Time Intervals

Process Time Intervals and Group by Task Code

This script is used to process a list of time intervals, load the data into a Pandas DataFrame, calculate the duration of each interval, and group the intervals by task code.

Input Data Format

The input data is a string containing a list of time intervals. Each time interval is formatted as follows:

{end_date_and_time}
; {task_code} {comment}
{start_date_and_time}

Where:

  • {end_date_and_time}: The date and time when the task ended, in DD.MM.YYYY HH:MM:SS format (e.g., 24.03.2025 23:29:38).

  • {task_code}: A unique identifier for the task (e.g., TASK-1234).

  • {comment}: A brief description of the task (e.g., Estimate new features).

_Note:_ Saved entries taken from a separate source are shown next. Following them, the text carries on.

//! TTL price cache in front of any [`PriceSource`].

use crate::{FeedError, PriceSource};
use alertbot_core::{PriceSnapshot, Quote, Symbol};
use async_trait::async_trait;
use dashmap::DashMap;
use rust_decimal::Decimal;
use std::sync::Arc;
use std::time::{Duration, Instant};
use tracing::debug;

pub const DEFAULT_CACHE_TTL: Duration = Duration::from_secs(30);

#[derive(Debug, Clone, Copy)]
struct CachedPrice {
    price: Decimal,
    fetched_at: Instant,
}

/// Serves prices younger than `ttl` from memory and fetches only the rest.
pub struct CachedPriceSource {
    inner: Arc<dyn PriceSource>,
    ttl: Duration,
    prices: DashMap<Symbol, CachedPrice>,
}

impl CachedPriceSource {
    pub fn new(inner: Arc<dyn PriceSource>, ttl: Duration) -> Self {
        Self {
            inner,
            ttl,
            prices: DashMap::new(),
        }
    }

    fn fresh(&self, symbol: &Symbol, now: Instant) -> Option<Decimal> {
        self.prices
            .get(symbol)
            .filter(|c| now.duration_since(c.fetched_at) < self.ttl)
            .map(|c| c.price)
    }

    fn store(&self, symbol: Symbol, price: Decimal, at: Instant) {
        self.prices.insert(symbol, CachedPrice { price, fetched_at: at });
    }

    /// Number of cached entries, fresh or stale.
    pub fn len(&self) -> usize {
        self.prices.len()
    }

    pub fn is_empty(&self) -> bool {
        self.prices.is_empty()
    }

    pub fn clear(&self) {
        self.prices.clear();
    }
}

#[async_trait]
impl PriceSource for CachedPriceSource {
    async fn fetch_prices(&self, symbols: &[Symbol]) -> Result<PriceSnapshot, FeedError> {
        let now = Instant::now();
        let mut snapshot = PriceSnapshot::new();
        let mut missing = Vec::new();

        for symbol in symbols {
            match self.fresh(symbol, now) {
                Some(price) => snapshot.insert(symbol.clone(), price),
                None => missing.push(symbol.clone()),
            }
        }

        if !missing.is_empty() {
            debug!(
                "Price cache: {} hit(s), fetching {} symbol(s)",
                snapshot.len(),
                missing.len()
            );
            let fetched = self.inner.fetch_prices(&missing).await?;
            let at = Instant::now();
            for (symbol, price) in fetched.iter() {
                self.store(symbol.clone(), *price, at);
            }
            snapshot.extend(fetched);
        }

        Ok(snapshot)
    }

    async fn fetch_quote(&self, symbol: &Symbol) -> Result<Quote, FeedError> {
        let quote = self.inner.fetch_quote(symbol).await?;
        self.store(symbol.clone(), quote.price, Instant::now());
        Ok(quote)
    }

    async fn fetch_daily_closes(&self, symbol: &Symbol, limit: usize) -> Result<Vec<f64>, FeedError> {
        self.inner.fetch_daily_closes(symbol, limit).await
    }
}
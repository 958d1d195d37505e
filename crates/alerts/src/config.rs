//! Alert service configuration types.

use alertbot_core::{DEFAULT_EQUALITY_TOLERANCE, DEFAULT_STARTING_BALANCE};
use rust_decimal::Decimal;
use std::path::PathBuf;
use std::time::Duration;

/// Persisted file names inside the data directory.
pub const ALERTS_FILE: &str = "price_alerts.json";
pub const HISTORY_FILE: &str = "alert_history.json";
pub const PORTFOLIO_FILE: &str = "virtual_portfolio.json";

/// Default number of entries shown by `/alert_history`.
pub const DEFAULT_HISTORY_LIMIT: usize = 10;

/// Alert monitor settings.
#[derive(Debug, Clone)]
pub struct MonitorConfig {
    /// Time between price checks.
    pub poll_interval: Duration,
    /// Relative band for `=` conditions.
    pub equality_tolerance: Decimal,
}

impl Default for MonitorConfig {
    fn default() -> Self {
        Self {
            poll_interval: Duration::from_secs(60),
            equality_tolerance: DEFAULT_EQUALITY_TOLERANCE,
        }
    }
}

/// Where and how state is persisted.
#[derive(Debug, Clone)]
pub struct StorageConfig {
    pub data_dir: PathBuf,
    /// Cash balance of a newly created virtual portfolio.
    pub starting_balance: Decimal,
}

impl Default for StorageConfig {
    fn default() -> Self {
        Self {
            data_dir: PathBuf::from("data"),
            starting_balance: DEFAULT_STARTING_BALANCE,
        }
    }
}

impl StorageConfig {
    pub fn alerts_path(&self) -> PathBuf {
        self.data_dir.join(ALERTS_FILE)
    }

    pub fn history_path(&self) -> PathBuf {
        self.data_dir.join(HISTORY_FILE)
    }

    pub fn portfolio_path(&self) -> PathBuf {
        self.data_dir.join(PORTFOLIO_FILE)
    }
}

/// Technical analyst settings.
#[derive(Debug, Clone)]
pub struct AnalystConfig {
    /// Daily closes requested per analysis.
    pub history_days: usize,
    /// A new forecast for the same symbol is computed at most this often
    /// unless forced.
    pub forecast_min_interval: Duration,
}

impl Default for AnalystConfig {
    fn default() -> Self {
        Self {
            history_days: 100,
            forecast_min_interval: Duration::from_secs(4 * 60 * 60),
        }
    }
}
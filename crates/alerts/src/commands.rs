//! Command handling independent of the chat transport.
//!
//! Every method returns the HTML reply for one command. User mistakes and
//! upstream failures become reply text; nothing here returns an error.

use crate::analyst::{AnalysisDepth, MarketAnalyst};
use crate::config::DEFAULT_HISTORY_LIMIT;
use crate::store::{AlertStore, CancelTarget, StoreError};
use alertbot_core::{
    format_change, format_price, format_quantity, format_usd, PriceAlert, PriceSnapshot, Symbol,
    TradeSide, Transaction, VirtualPortfolio,
};
use alertbot_engine::parse_condition;
use alertbot_feeds::{FeedError, PriceSource};
use rand::seq::SliceRandom;
use rust_decimal::Decimal;
use std::fmt::Write;
use std::str::FromStr;
use std::sync::Arc;
use teloxide::utils::html;
use tracing::{error, warn};

const MOON_GIFS: &[&str] = &[
    "https://media.giphy.com/media/Ogak8XuKHLs6PYcqlp/giphy.gif",
    "https://media.giphy.com/media/trN9ht5RlE3Dcwavg2/giphy.gif",
    "https://media.giphy.com/media/DnMMGxEvniha7CvASq/giphy.gif",
];

const ALERT_USAGE: &str = "<b>Create an alert:</b>\n\
    • /alert BTC 70000 - when BTC reaches $70000\n\
    • /alert ETH &gt; 3000 - when ETH rises above $3000\n\
    • /alert ADA &lt; 0.5 - when ADA drops below $0.5\n\
    • /alert BTC &gt; 70000 and ETH &lt; 3000 - compound alert";

const CANCEL_USAGE: &str = "<b>Usage:</b>\n\
    • /cancel BTC - cancel your alerts for a symbol\n\
    • /cancel 1a2b3c4d - cancel one alert by id\n\
    • /cancel all - cancel all your alerts";

const HELP: &str = "<b>🤖 Price Alert Bot</b>\n\n\
    <b>Alerts</b>\n\
    /alert SYMBOL [&gt;|&lt;|=] PRICE [and|or ...] - create a price alert\n\
    /my_alerts - list your active alerts\n\
    /cancel all|SYMBOL|ID - cancel alerts\n\
    /alert_history - recently triggered alerts\n\n\
    <b>Market</b>\n\
    /price SYMBOL - current price and 24h stats\n\
    /analyze_ai SYMBOL [short|normal|long] - technical analysis\n\
    /forecast SYMBOL [force] - price outlook\n\n\
    <b>Virtual portfolio</b>\n\
    /buy SYMBOL AMOUNT_USD - buy with virtual dollars\n\
    /sell SYMBOL QUANTITY - sell a holding\n\
    /portfolio - balance and holdings\n\n\
    /to_the_moon - 🚀";

fn error_reply(message: &str) -> String {
    format!("❌ <b>Error:</b> {}", message)
}

/// Parse `SYMBOL NUMBER` arguments of `/buy` and `/sell`.
fn parse_trade_args(args: &str) -> Result<(Symbol, Decimal), String> {
    let mut parts = args.split_whitespace();
    let (Some(raw_symbol), Some(raw_amount)) = (parts.next(), parts.next()) else {
        return Err("wrong format.".to_string());
    };
    let symbol = Symbol::parse(raw_symbol)
        .ok_or_else(|| format!("invalid symbol '{}'.", html::escape(raw_symbol)))?;
    let amount = Decimal::from_str(raw_amount.trim_start_matches('$'))
        .map_err(|_| format!("invalid amount '{}'.", html::escape(raw_amount)))?;
    if amount <= Decimal::ZERO {
        return Err("the amount must be greater than zero.".to_string());
    }
    Ok((symbol, amount))
}

pub struct CommandHandler {
    store: Arc<AlertStore>,
    source: Arc<dyn PriceSource>,
    analyst: Arc<dyn MarketAnalyst>,
    history_limit: usize,
}
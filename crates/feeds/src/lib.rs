//! Live price collection from exchanges.
//!
//! ## Architecture
//!
//! - `source` - the `PriceSource` trait every consumer depends on
//! - `rest` - Binance public REST implementation
//! - `cache` - TTL cache wrapping any source

pub mod cache;
pub mod error;
pub mod rest;
pub mod source;

pub use cache::*;
pub use error::*;
pub use rest::*;
pub use source::*;
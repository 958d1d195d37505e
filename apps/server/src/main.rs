//! Price Alert Bot - Headless Server
//!
//! Watches crypto prices for user-defined alerts and talks to users over Telegram.

mod config;

use alertbot_alerts::{
    AlertMonitor, AlertStore, AnalystConfig, CommandHandler, LogNotifier, MarketAnalyst,
    MonitorConfig, Notifier, StorageConfig, TechnicalAnalyst, TelegramBot,
};
use alertbot_feeds::{BinanceRestFetcher, CachedPriceSource, PriceSource, RestConfig};
use clap::Parser;
use config::AppConfig;
use std::path::PathBuf;
use std::sync::Arc;
use std::time::Duration;
use tokio::sync::watch;
use tracing::level_filters::LevelFilter;
use tracing::{error, info, warn, Level};
use tracing_subscriber::{EnvFilter, FmtSubscriber};

/// How often the stats line is logged.
const STATS_INTERVAL: Duration = Duration::from_secs(300);

/// Price Alert Bot CLI
#[derive(Parser, Debug)]
#[command(name = "alertbot")]
#[command(about = "Crypto price alert bot for Telegram", long_about = None)]
struct Args {
    /// Configuration file path (defaults are used when it does not exist)
    #[arg(short, long, default_value = "config.json")]
    config: PathBuf,

    /// Log level: trace, debug, info, warn, error
    #[arg(short, long, default_value = "info")]
    log_level: String,

    /// Directory for alert, history and portfolio files
    #[arg(short, long)]
    data_dir: Option<PathBuf>,

    /// Seconds between price checks
    #[arg(short, long)]
    poll_interval: Option<u64>,

    /// Run without Telegram (notifications are logged)
    #[arg(long, default_value_t = false)]
    no_telegram: bool,
}

fn parse_level(level: &str) -> Level {
    match level.to_ascii_lowercase().as_str() {
        "trace" => Level::TRACE,
        "debug" => Level::DEBUG,
        "info" => Level::INFO,
        "warn" => Level::WARN,
        "error" => Level::ERROR,
        _ => Level::INFO,
    }
}

fn init_logging(level: &str) {
    // RUST_LOG wins over --log-level when set.
    let filter = EnvFilter::try_from_default_env().unwrap_or_else(|_| {
        EnvFilter::default().add_directive(LevelFilter::from_level(parse_level(level)).into())
    });

    let subscriber = FmtSubscriber::builder()
        .with_env_filter(filter)
        .with_target(false)
        .with_thread_ids(false)
        .with_file(false)
        .with_line_number(false)
        .compact()
        .finish();

    if let Err(e) = tracing::subscriber::set_global_default(subscriber) {
        eprintln!("Failed to set tracing subscriber: {}", e);
    }
}

/// CLI flags override the configuration file.
fn apply_args(config: &mut AppConfig, args: &Args) {
    if let Some(dir) = &args.data_dir {
        config.storage.data_dir = dir.clone();
    }
    if let Some(secs) = args.poll_interval {
        config.monitor.poll_interval_secs = secs;
    }
}

async fn run_stats_reporter(
    monitor: Arc<AlertMonitor>,
    store: Arc<AlertStore>,
    mut shutdown: watch::Receiver<bool>,
) {
    info!("Starting stats reporter");

    let mut interval = tokio::time::interval(STATS_INTERVAL);
    interval.tick().await;

    loop {
        tokio::select! {
            _ = interval.tick() => {}
            changed = shutdown.changed() => {
                if changed.is_err() || *shutdown.borrow() {
                    info!("Stats reporter stopped");
                    return;
                }
                continue;
            }
        }

        let stats = monitor.stats();
        info!(
            "📊 Stats | Uptime: {}s | Active alerts: {} | Ticks: {} | Triggers: {} | Fetch failures: {} | Notify failures: {}",
            stats.uptime.as_secs(),
            store.active_count().await,
            stats.ticks,
            stats.triggers,
            stats.fetch_failures,
            stats.notify_failures
        );
    }
}

#[tokio::main]
async fn main() {
    // Load .env file if present
    let _ = dotenvy::dotenv();

    let args = Args::parse();

    init_logging(&args.log_level);

    let mut config = match AppConfig::load(&args.config) {
        Ok(config) => config,
        Err(e) => {
            error!("Failed to load configuration: {}", e);
            return;
        }
    };
    config.apply_env();
    apply_args(&mut config, &args);

    let telegram_token = if args.no_telegram {
        None
    } else {
        config.bot_token().map(str::to_string)
    };

    info!("🚀 Price Alert Bot starting...");
    info!("  Config: {}", args.config.display());
    info!("  Data dir: {}", config.storage.data_dir.display());
    info!("  Poll interval: {}s", config.monitor.poll_interval_secs);
    info!("  Price cache TTL: {}s", config.monitor.price_cache_ttl_secs);
    info!("  Exchange: {} ({})", config.binance.base_url, config.binance.quote_asset);
    info!("  Telegram: {}", if telegram_token.is_some() { "enabled" } else { "disabled" });

    let store = match AlertStore::open(&StorageConfig::from(&config.storage)).await {
        Ok(store) => Arc::new(store),
        Err(e) => {
            error!("Failed to open alert store: {}", e);
            return;
        }
    };
    info!("  Active alerts: {}", store.active_count().await);

    let fetcher = match BinanceRestFetcher::new(RestConfig::from(&config.binance)) {
        Ok(fetcher) => fetcher,
        Err(e) => {
            error!("Failed to create price fetcher: {}", e);
            return;
        }
    };
    let source: Arc<dyn PriceSource> = Arc::new(CachedPriceSource::new(
        Arc::new(fetcher),
        config.monitor.price_cache_ttl(),
    ));

    let analyst: Arc<dyn MarketAnalyst> = Arc::new(TechnicalAnalyst::new(
        source.clone(),
        AnalystConfig::from(&config.analyst),
    ));
    let handler = Arc::new(CommandHandler::new(store.clone(), source.clone(), analyst));

    let bot = telegram_token.map(|token| {
        Arc::new(TelegramBot::new(
            &token,
            handler,
            config.telegram.allowed_chat_ids.clone(),
        ))
    });
    let notifier: Arc<dyn Notifier> = match &bot {
        Some(bot) => Arc::new(bot.notifier()),
        None => {
            if !args.no_telegram {
                warn!("No Telegram bot token configured (set {})", config::BOT_TOKEN_ENV);
            }
            warn!("Notifications will only be logged");
            Arc::new(LogNotifier)
        }
    };

    // Spawn background tasks
    let (shutdown_tx, shutdown_rx) = watch::channel(false);

    let monitor = Arc::new(AlertMonitor::new(
        store.clone(),
        source,
        notifier,
        MonitorConfig::from(&config.monitor),
    ));
    let monitor_handle = tokio::spawn(Arc::clone(&monitor).run(shutdown_rx.clone()));
    let stats_handle = tokio::spawn(run_stats_reporter(
        monitor.clone(),
        store.clone(),
        shutdown_rx,
    ));
    let bot_handle = bot.map(|bot| tokio::spawn(bot.run()));

    // Handle shutdown
    info!("Press Ctrl+C to stop...");

    if let Err(e) = tokio::signal::ctrl_c().await {
        error!("Failed to listen for Ctrl+C: {}", e);
    }

    warn!("Shutdown signal received");
    let _ = shutdown_tx.send(true);

    // Wait for tasks with timeout, then abort
    let _ = tokio::time::timeout(Duration::from_secs(2), monitor_handle).await;
    let _ = tokio::time::timeout(Duration::from_secs(1), stats_handle).await;
    if let Some(handle) = bot_handle {
        let abort = handle.abort_handle();
        if tokio::time::timeout(Duration::from_secs(3), handle).await.is_err() {
            abort.abort();
        }
    }

    if let Err(e) = store.flush().await {
        error!("Failed to persist pending alert changes: {}", e);
    }

    // Final stats
    let stats = monitor.stats();
    info!("📈 Final Stats:");
    info!("  Total uptime: {} seconds", stats.uptime.as_secs());
    info!("  Poll ticks: {}", stats.ticks);
    info!("  Alerts triggered: {}", stats.triggers);
    info!("  Fetch failures: {}", stats.fetch_failures);
    info!("  Notification failures: {}", stats.notify_failures);
    info!("  Active alerts: {}", store.active_count().await);

    info!("👋 Price Alert Bot stopped");
}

  • {start_date_and_time}: The date and time when the task started, in DD.MM.YYYY HH:MM:SS format (e.g., 24.03.2025 22:50:13).

Example Input

24.03.2025 23:29:38
; TASK-1234 Estimate new features
24.03.2025 22:50:13

25.03.2025 10:15:00
; TASK-1234 Implement feature A
25.03.2025 09:00:00

26.03.2025 12:00:00
; TASK-5678 Bug fixing
26.03.2025 11:00:00

Expected Output

The expected output is a Pandas DataFrame grouped by task_code. Optionally, the output can include aggregated duration statistics for each task code.

Processing Steps

import streamlit as st
import pandas as pd
import re
from datetime import datetime
import yaml
import os

st.set_page_config(
    page_title="T-Int",
    layout="wide",
)

Print banner

@st.cache_data
def print_banner():
    print("""
    .___________.       __  .__   __. .___________.
    |           |      |  | |  \\ |  | |           |
    `---|  |----`______|  | |   \\|  | `---|  |----`
        |  |    |______|  | |  . `  |     |  |
        |  |           |  | |  |\\   |     |  |
        |__|           |__| |__| \\__|     |__|

    """)
    return 1

print_banner()

Input data

data = st.text_area("Time Intervals", height=300)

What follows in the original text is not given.